Confidential Information excludes information that: is known publicly at the time of the disclosure or becomes known publicly after disclosure through no fault of the yours, is known to you, without restriction, at the time of disclosure or becomes known to you, without restriction, from a source other than the disclosing party not bound by confidentiality obligations to the disclosing party, or (c) is independently developed by you without use of the Confidential Information as demonstrated by the written records of the receiving party. You may disclose Confidential Information of the other party to the extent such disclosure is required by law or order of a court or other governmental authority, provided that the receiving party shall use reasonable efforts to promptly notify the other party prior to such disclosure to enable the disclosing party to seek a protective order or otherwise prevent or restrict such disclosure.

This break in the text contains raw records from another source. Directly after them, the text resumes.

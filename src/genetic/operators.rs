//! Genetic operators for column-vector boards.
//!
//! # Selection
//!
//! - [`tournament`]: keep the fittest of `k` uniform draws, with replacement
//!
//! # Crossover
//!
//! - [`single_point_crossover`]: prefix of one parent, suffix of the other
//!
//! # Mutation
//!
//! - [`random_reset_mutation`]: with some probability, overwrite one gene
//!
//! None of these operators repair duplicate columns. Collisions are left
//! for the fitness function to penalise.
//!
//! # References
//!
//! - Goldberg (1989), *Genetic Algorithms in Search, Optimization, and
//!   Machine Learning*
//! - Blickle & Thiele (1996), "A Comparison of Selection Schemes used in
//!   Evolutionary Algorithms"

use rand::Rng;

use super::types::Candidate;
use crate::board::Placement;

/// A uniformly random board; columns may repeat.
pub fn random_placement<R: Rng>(n: usize, rng: &mut R) -> Placement {
    Placement::new((0..n).map(|_| rng.random_range(0..n)).collect())
}

/// Tournament selection.
///
/// Draws `k` candidates uniformly at random with replacement and returns
/// the one with the highest fitness. The earliest draw wins ties.
///
/// # Complexity
/// O(k)
///
/// # Panics
/// Panics if `population` is empty.
pub fn tournament<'a, R: Rng>(
    population: &'a [Candidate],
    k: usize,
    rng: &mut R,
) -> &'a Candidate {
    assert!(
        !population.is_empty(),
        "cannot select from empty population"
    );
    let n = population.len();

    let mut best = &population[rng.random_range(0..n)];
    for _ in 1..k.max(1) {
        let contender = &population[rng.random_range(0..n)];
        if contender.fitness() > best.fitness() {
            best = contender;
        }
    }
    best
}

/// Single-point crossover.
///
/// Picks a cut in `[0, n)` and returns `parent1[..cut] ++ parent2[cut..]`
/// as a fresh vector. Neither parent is touched.
///
/// # Panics
/// Panics if parents have different lengths or are empty.
pub fn single_point_crossover<R: Rng>(
    parent1: &[usize],
    parent2: &[usize],
    rng: &mut R,
) -> Vec<usize> {
    let n = parent1.len();
    assert_eq!(n, parent2.len(), "parents must have equal length");
    assert!(n > 0, "parents must not be empty");

    let cut = rng.random_range(0..n);
    parent1[..cut]
        .iter()
        .chain(&parent2[cut..])
        .copied()
        .collect()
}

/// Random-reset mutation.
///
/// With probability `rate`, sets one random position to a uniformly random
/// value in `[0, n)`. Returns whether a mutation happened; the new value may
/// equal the old one.
pub fn random_reset_mutation<R: Rng>(genes: &mut [usize], rate: f64, rng: &mut R) -> bool {
    if genes.is_empty() || rng.random_range(0.0..1.0) >= rate {
        return false;
    }
    let n = genes.len();
    let idx = rng.random_range(0..n);
    genes[idx] = rng.random_range(0..n);
    true
}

Security and Personal Data
1. Personal Data
2. sideos Personal Data Obligations
3. sideos Sensitive Data and Personal Data Processing
In performing the Services, sideos will process sensitive or personal data, respectively, when this data should be provided by You to Your Users of Your service (issuing) or when performing a validation or verification of that data on Your behalf (verifying). Providing data can happen in 2 ways: (1) the User of the sideos App or Your app including our SDK, respectively, enters sensitive or personal data into the app. This data is stored solely on the app and only being shared with explicit consent of the App User. (2) You provide sensitive or personal data utilising sideos’ services to store the data on the User’s app. The app stores the user input on the User’s phone to make it available to a requester if the User wants to share it explicitly. sideos’ Service does not store sensitive or personal information of Your User in our systems only passing through data via Your systems to the User’s app or from there to our systems for verification via Your Services. These interactions will be logged as a timestamp with an unique identifier into a transaction log. You have access to this transaction log through our Management Console. The Management Console allows You to enter information about You or Your business, respectively, including non-mandatory descriptive text and logo. This data will be stored in our systems.
4. sideos Sensitive Data and Personal Data Validation involving 3rd Parties
In performing the Services of validating sensitive or personal, sideos will utilise 3rd party data validation services. In the case of validating personal information sideos relies on a compliance platform vendor (iDenfy UAB, Baršausko street 59, 51423 Kaunas, Lithuania). The related personal (KYC) data will be captured based on the explicit consent of the app User with the help of the provider’s SDK embedded into our App. sideos passes through the data between the User’s app and the compliance platform vendor’s systems. After successful validation the validated data is stored on the User’s phone. In the case of bank account ownership information, sideos relies on an Account Information Service Provider (Volt Technologies ‘Holdings Limited’, 12 Melcombe Place, London, England, NW1 6JJ). The related bank account ownership data will be captured based on the explicit consent of the app User with the help of the provider’s services redirected to from our App. Only after successful verification of the bank account ownership this information is provided to sideos and sideos passes through the data between Account Information Service Provider’s systems and the User’s app.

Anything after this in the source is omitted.